Our motivation was also inspired by the observation that composing metamodels is a necessity in practice. This led to two requirements for the metamodel. The first is to decouple the metamodel from a particular modeling tool and create a flexible representation that is designed for extensibility. The second is to construct a compact metamodel augmentation for a specific set of “-ilities” that are necessary in the design of CPS over an already tested metamodel, which in some sense is metamodel composition. We believe that a number of advances have emerged by following this design path for metamodeling.

Ontological metamodel for safety, security, and resilience

During the early design phase of a systems lifecycle, various engineering disciplines—hardware, software, systems, etc.—work in parallel to refine a system design. The process is iterative in nature, with each team expressing their needs as they arise and the design morphing to incorporate the necessary modifications. The design may be documented in multiple formats to communicate and emphasize different views. Existing formats include databases for requirements, for example IBM’s Rational DOORS, diagrammatic software for architecture diagrams, text documents for interface descriptions, or model-based software for covering multiple of these representations.

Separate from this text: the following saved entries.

//! Single-connection smoke test: handshake, ping, three scalar queries.

use crate::client::ScalarQuery;
use crate::config::BasicPhaseConfig;
use crate::probe::{probe, ProbeOutcome};

use super::PhaseContext;

pub fn basic_queries() -> Vec<ScalarQuery> {
    vec![
        ScalarQuery::new("SELECT 1", "SELECT 1"),
        ScalarQuery::new("VERSION()", "SELECT VERSION()"),
        ScalarQuery::new("DATABASE()", "SELECT DATABASE()"),
    ]
}

pub async fn basic_connectivity(ctx: &PhaseContext<'_>, config: &BasicPhaseConfig) -> ProbeOutcome {
    ctx.output
        .verbose(&format!("basic: probing {}", config.target.display()));

    probe(
        ctx.connector,
        ctx.reporter.as_ref(),
        "connect",
        &config.target,
        &basic_queries(),
    )
    .await
}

The proposed metamodel (Fig. 3) assists both with the ease of the aforementioned design process and with maintaining the rigor of the design. Among others, there are three anticipated benefits to using a metamodel:

  1. 1.

    holding the various methods of documentation in alignment, which will reduce workload in maintaining the documents and prevent errors;

  2. 2.

    enforcing a set structure to remain in compliance with systems engineering best practices; and

  3. 3.

    connecting performance metrics like safety, security, and resilience with the system design process.

The first benefit relates largely to viewing the metamodel outside of a specific modeling tool and applying the refinements everywhere in the design artifacts. The second benefit relates to producing an algorithmic interpretation of an otherwise informal metamodel, such that future development of refinement types and guarantees can be linked across modeling tool barriers. The third benefit relates to addressing the need of assuring a number of “-ilities” within the metamodel, which must take a central role in the design of CPS where undesired behaviors can lead to accidents. These three benefits summarize the difference between the Vitech MBSE metamodel and the metamodel presented in this paper and ultimately our contributions to model federation, a significant challenge facing MBSE at large [61].

Table 2 The metamodel augmentations to the standard model-based systems engineering entities address safety, security, and resilience

Having said that, a MBSE metamodel should only be concerned with the architecting activities of system design and not with the minutiae of a particular system design. It is often the case that building on top of an existing metamodel merely leads to added complexity both to the users and tool vendors [30]. For this reason, we keep the main entities of the original metamodel as is and construct relationships between the main entities of system design and the entities related to safety, security, and resilience. This does not mean that we enforce which parts of the metamodel must be modeled. Modeling is as much a form of art as it is a practice of engineering and science. The metamodel exists to add extra structure only to the elements that a system designer needs to use.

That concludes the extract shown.